Five things to know about China’s huge anti-poverty drive
Poverty alleviation is expected to be a major policy goal of President Xi Jinping during his second term in office after a Communist Party congress this autumn, according to analysts.
China has already lifted more than 500 million people out of poverty after three decades of economic reforms on the mainland.
The central government has outlined an ambitious plan to completely eliminate poverty in rural areas by 2020. Here are five key points about the poverty eradication drive:
1. What criteria does China use to measure poverty?
The central government ruled in 2015 that rural residents with an annual income of less than 2,800 yuan (US$427) were living in absolute poverty. The previous criteria set in 2011 was 2,300 yuan.
Fourteen areas, mainly mountainous regions in former communist revolutionary bases such as around Liupan mountain in Guizhou province, the Dabie mountain area in Anhui, Hubei and Henan provinces and the Taihang mountain area in Hebei were ruled as suffering from particularly acute poverty.
2. What poverty alleviation targets have been set and what has been achieved?
President Xi Jinping has pledged to wipe out poverty by 2020 to ensure China has built a “moderately prosperous society”. This was one of the centennial goals for the Communist Party of China, which was founded in 1921.
Government figures suggest that the number living in poverty in rural areas has fallen from 98.9 million in 2013 to 43.35 million last year. It meant the poverty rate among the rural population fell from 10.2 per cent to 4.5 per cent, according to Liu Yongfu, the director of State Council Poverty Alleviation Office.
3. What’s Beijing’s strategy to achieve its poverty alleviation targets?
Eight main measures have been drawn up, including developing industries such as tourism and e-commerce to help villagers find a job after occupational training. People who live in geologically hazardous areas prone to earthquakes or landslides, or are based in remote areas, will be relocated. There is also an emphasis on ensuring children get a basic education or occupational training to prevent poverty passing down the generations.
The government will also develop public health services in poor areas as medical bills are a frequent cause of families falling into poverty. The elderly and infirm will be eligible for social security payments.
4. What are the challenges to achieve the poverty alleviation targets?
Professor He Xuefeng, a sociologist at the Central China Science and Technology University, said his field studies show few poverty alleviation schemes relying on setting up local industries fare well. “I think people underestimated the difficulty of establishing an industry and making it sustainable,” He said. But for Beijing, a much bigger problem looms large – corruption related to the allocation of poverty alleviation funds.
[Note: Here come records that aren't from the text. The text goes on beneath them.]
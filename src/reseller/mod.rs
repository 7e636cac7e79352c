//! Connectivity reseller integration.
//!
//! # Data Flow
//! ```text
//! caller (proxy route, webhook pipeline, CLI)
//!     → client.rs (token on demand, per-operation retry profile)
//!     → resilience::ResilientExecutor (attempt loop)
//!     → types.rs (typed envelopes out, ResellerError on failure)
//! ```
//!
//! # Design Decisions
//! - The token cache is injected, never global
//! - Upstream raw bodies are logged, never returned to end users

pub mod client;
pub mod token;
pub mod types;

pub use client::{Credentials, ResellerClient, RetryProfiles};
pub use token::{AccessToken, Clock, InMemoryTokenCache, SystemClock, TokenCache};
pub use types::{
    Envelope, Order, OrderRequest, Package, ResellerError, ResellerResult, ResourceId, Sim, Topup,
    TopupRequest, Usage,
};
//! Timeout enforcement.
//!
//! # Responsibilities
//! - Bound a whole resilient call (attempts and sleeps) by an optional deadline
//! - Provide the sleep seam used between attempts
//!
//! # Design Decisions
//! - Uses Tokio's timeout facilities
//! - On expiry the in-flight future is dropped, not awaited

use std::future::Future;
use std::time::Duration;

/// Suspends between attempts.
pub trait Sleeper: Send + Sync {
    fn sleep(&self, delay: Duration) -> impl Future<Output = ()> + Send;
}

/// `tokio::time::sleep`.
#[derive(Debug, Clone, Copy, Default)]
pub struct TokioSleeper;

impl Sleeper for TokioSleeper {
    async fn sleep(&self, delay: Duration) {
        tokio::time::sleep(delay).await
    }
}

/// Run `fut` to completion, or give up after `deadline` if one is set.
///
/// Returns `None` when the deadline elapsed first.
pub async fn within<F: Future>(deadline: Option<Duration>, fut: F) -> Option<F::Output> {
    match deadline {
        Some(limit) => tokio::time::timeout(limit, fut).await.ok(),
        None => Some(fut.await),
    }
}

#[cfg(test)]
mod tests {
    use super::*;

    #[tokio::test]
    async fn test_no_deadline_runs_to_completion() {
        assert_eq!(within(None, async { 7 }).await, Some(7));
    }

    #[tokio::test(start_paused = true)]
    async fn test_deadline_elapses() {
        let slow = async {
            tokio::time::sleep(Duration::from_secs(5)).await;
            1
        };
        assert_eq!(within(Some(Duration::from_secs(1)), slow).await, None);
    }

    #[tokio::test(start_paused = true)]
    async fn test_tokio_sleeper_waits() {
        let start = tokio::time::Instant::now();
        TokioSleeper.sleep(Duration::from_millis(250)).await;
        assert!(start.elapsed() >= Duration::from_millis(250));
    }
}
The central government decided two years ago to give 70 per cent of these funds directly to county level authorities to help ensure the cash was used more efficiently. A report by the Chinese Academy of Social Sciences in January said that among all the complaints filed to the Communist Party’s anti-corruption watchdog last year, more than half were made at a local level about poverty alleviation programmes and funds. The anti-graft agency, the Central Commission for Discipline Inspection, punished more than 5,000 cadres for corruption related to poverty alleviation in the first six months of last year alone.
5. If China achieves its goals, what next?
Wang Sangui, a professor who studies rural affairs at Beijing’s Renmin University, said poverty alleviation efforts will not come to a halt after the goals are reached. “The population in poverty and need will still exist in some form and the Chinese government will continue the work,” Wang said. Even as basic poverty is eradicated, there will be relative poverty in different sections of society, which will need to be addressed, he said.